LGBTQQIAA Identities and Challenges

In June, 2016, under the administration of President Barack Obama, Defense Secretary Ashton Carter announced the lifting of the Pentagon’s ban on transgender people serving openly in the U.S. military (Rosenberg, 2016). In 2015, Carter had said of the ban: “We have transgender soldiers, sailors, airmen, and Marines – real, patriotic Americans – who I know are being hurt by an outdated, confusing, inconsistent approach that’s contrary to our values of service and individual merit” (Rosenberg, 2015). Matthew Rosenberg (2016) of The New York Times noted that the decision to allow transgender people to serve openly “pushes forward a transformation of the military that Mr. Carter has accelerated in the last year with the opening of all combat roles to women and the appointment of the first openly gay Army secretary," Eric Fanning (para. 3). Secretary Carter also announced that the Pentagon would pay the medical costs of those in uniform who decide to undergo gender transition (Rosenberg, 2016).

The Administration of President Donald Trump, however, has rolled back LGBTQ+ rights on a number of fronts, including in the military.

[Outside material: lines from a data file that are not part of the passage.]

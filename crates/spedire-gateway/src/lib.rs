//! # Spedire Gateway
//!
//! Axum HTTP surface for the automation dispatcher.
//!
//! - `GET|POST /api/cron/automation-dispatcher`: tick endpoint for an external
//!   scheduler, `Authorization: Bearer <cron_secret>`.
//! - `/api/v1/automations/...`: admin API, `X-Admin-Token` when configured.
//! - `GET /health`: liveness.

pub mod routes;
pub mod server;

pub use server::{AppState, build_router, start};
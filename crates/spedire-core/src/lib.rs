//! # Spedire Core
//!
//! Configuration and the shared error type used by every Spedire crate.

pub mod config;
pub mod error;

pub use config::{FailMode, SpedireConfig};
pub use error::{Result, SpedireError};
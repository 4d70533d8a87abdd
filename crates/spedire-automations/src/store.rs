//! Storage seams for automation definitions and run history.
//! The dispatcher only sees these traits; [`crate::persistence::AutomationDb`]
//! is the SQLite implementation.

use async_trait::async_trait;
use chrono::{DateTime, Utc};
use spedire_core::Result;

use crate::model::{Automation, AutomationRun, NewAutomation, NewRun, RunStatus, RunUpdate};

/// Automation definitions plus the cached last-run fields.
#[async_trait]
pub trait AutomationStore: Send + Sync {
    /// Enabled automations in stable order (creation time, then slug).
    async fn load_enabled_automations(&self) -> Result<Vec<Automation>>;

    /// Update the cached `last_run_at` / `last_run_status`.
    async fn update_automation_cache(
        &self,
        automation_id: &str,
        last_run_at: DateTime<Utc>,
        status: RunStatus,
    ) -> Result<()>;

    /// Every automation, enabled or not, in the same stable order.
    async fn list_automations(&self) -> Result<Vec<Automation>>;

    /// Lookup by slug. `Ok(None)` when absent.
    async fn get_automation(&self, slug: &str) -> Result<Option<Automation>>;

    /// Flip the enabled flag. Returns the updated automation.
    async fn set_enabled(&self, slug: &str, enabled: bool) -> Result<Automation>;

    /// Replace the config object. Returns the updated automation.
    async fn update_config(&self, slug: &str, config: &serde_json::Value) -> Result<Automation>;

    /// Create a new (disabled) automation. Fails if the slug exists.
    async fn create_automation(&self, new: &NewAutomation) -> Result<Automation>;
}

/// Append-only run history.
#[async_trait]
pub trait RunStore: Send + Sync {
    /// Insert a run in the `running` state and return it with its id.
    async fn insert_run(&self, run: &NewRun) -> Result<AutomationRun>;

    /// Apply the terminal update to a run.
    async fn update_run(&self, run_id: &str, update: &RunUpdate) -> Result<()>;

    /// Most recent runs first.
    async fn list_runs(&self, automation_id: &str, limit: usize) -> Result<Vec<AutomationRun>>;

    /// The most recent run, if any.
    async fn latest_run(&self, automation_id: &str) -> Result<Option<AutomationRun>> {
        Ok(self.list_runs(automation_id, 1).await?.into_iter().next())
    }
}
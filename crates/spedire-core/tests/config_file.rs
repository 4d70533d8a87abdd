//! Loading a documented config file from disk and layering env overrides.

use std::collections::HashMap;

use spedire_core::{FailMode, SpedireConfig, SpedireError};

const SAMPLE: &str = r#"
[database]
path = "~/.spedire/automations.db"

[lock]
redis_url = "redis://10.0.0.5:6379"
fail_mode = "closed"
ttl_secs = 600

[dispatcher]
tolerance_minutes = 10

[gateway]
port = 8088
cron_secret = "from-file"

[[webhooks]]
slug = "low-balance-alert"
url = "https://worker.internal/automations/low-balance-alert"

[[webhooks]]
slug = "postpaid-monthly-billing"
url = "https://worker.internal/automations/billing"
bearer_token = "t0k"
timeout_secs = 30
"#;

fn write_sample(name: &str) -> std::path::PathBuf {
    let dir = std::env::temp_dir().join(format!("spedire-config-{name}-{}", std::process::id()));
    std::fs::create_dir_all(&dir).unwrap();
    let path = dir.join("config.toml");
    std::fs::write(&path, SAMPLE).unwrap();
    path
}

#[test]
fn sample_file_loads() {
    let path = write_sample("load");
    let config = SpedireConfig::load_from(&path).unwrap();

    assert_eq!(config.lock.fail_mode, FailMode::Closed);
    assert_eq!(config.lock.ttl_secs, 600);
    // unspecified keys keep their defaults
    assert_eq!(config.lock.key_prefix, "automation:lock");
    assert_eq!(config.dispatcher.tick_interval_secs, 300);
    assert_eq!(config.gateway.host, "127.0.0.1");

    assert_eq!(config.webhooks.len(), 2);
    assert_eq!(config.webhooks[0].timeout_secs, 120);
    assert!(config.webhooks[0].bearer_token.is_empty());
    assert_eq!(config.webhooks[1].bearer_token, "t0k");

    std::fs::remove_dir_all(path.parent().unwrap()).ok();
}

#[test]
fn env_overrides_win_over_file() {
    let path = write_sample("env");
    let mut config = SpedireConfig::load_from(&path).unwrap();
    let env: HashMap<&str, &str> = HashMap::from([
        ("AUTOMATION_LOCK_FAIL_MODE", "open"),
        ("CRON_SECRET", "from-env"),
        ("REDIS_URL", ""),
    ]);
    config
        .apply_overrides_from(|k| env.get(k).map(|v| v.to_string()))
        .unwrap();

    assert_eq!(config.lock.fail_mode, FailMode::Open);
    assert_eq!(config.gateway.cron_secret, "from-env");
    // blank values do not clear file settings
    assert_eq!(config.lock.redis_url, "redis://10.0.0.5:6379");

    std::fs::remove_dir_all(path.parent().unwrap()).ok();
}

#[test]
fn missing_file_is_config_error() {
    let path = std::env::temp_dir().join("spedire-does-not-exist/config.toml");
    assert!(matches!(
        SpedireConfig::load_from(&path),
        Err(SpedireError::Config(_))
    ));
}

#[test]
fn webhook_without_url_is_rejected() {
    let toml = "[[webhooks]]\nslug = \"x\"\nurl = \"\"\n";
    assert!(matches!(
        SpedireConfig::from_toml(toml),
        Err(SpedireError::Config(_))
    ));
}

President Trump announced (via Twitter) a ban on transgender people serving in the military in July, 2017. Two months later, in August, Trump released a memo directing the Defense Department to develop a plan to discharge transgender service members and to maintain a ban on the recruitment of transgender people to the military. The implementation plan was put into effect in 2019. 

Under the new regulations, transgender troops cannot serve openly in their preferred gender unless they have already been diagnosed with gender dysphoria or have medically transitioned. The Palm Center (2019) estimates that only about 7 percent of currently serving transgender troops will be “grandfathered” in under the new regulations. It also bans new recruits from enlisting if they have been diagnosed with gender dysphoria and received medical treatment (such as hormone therapy or gender confirmation surgery). Those diagnosed with gender dysphoria who have not transitioned may join the military but must serve in their “biological” sex.

Also, under the new regulations, the Defense Department will no longer cover transgender-related healthcare for service members (Thoreson, 2019).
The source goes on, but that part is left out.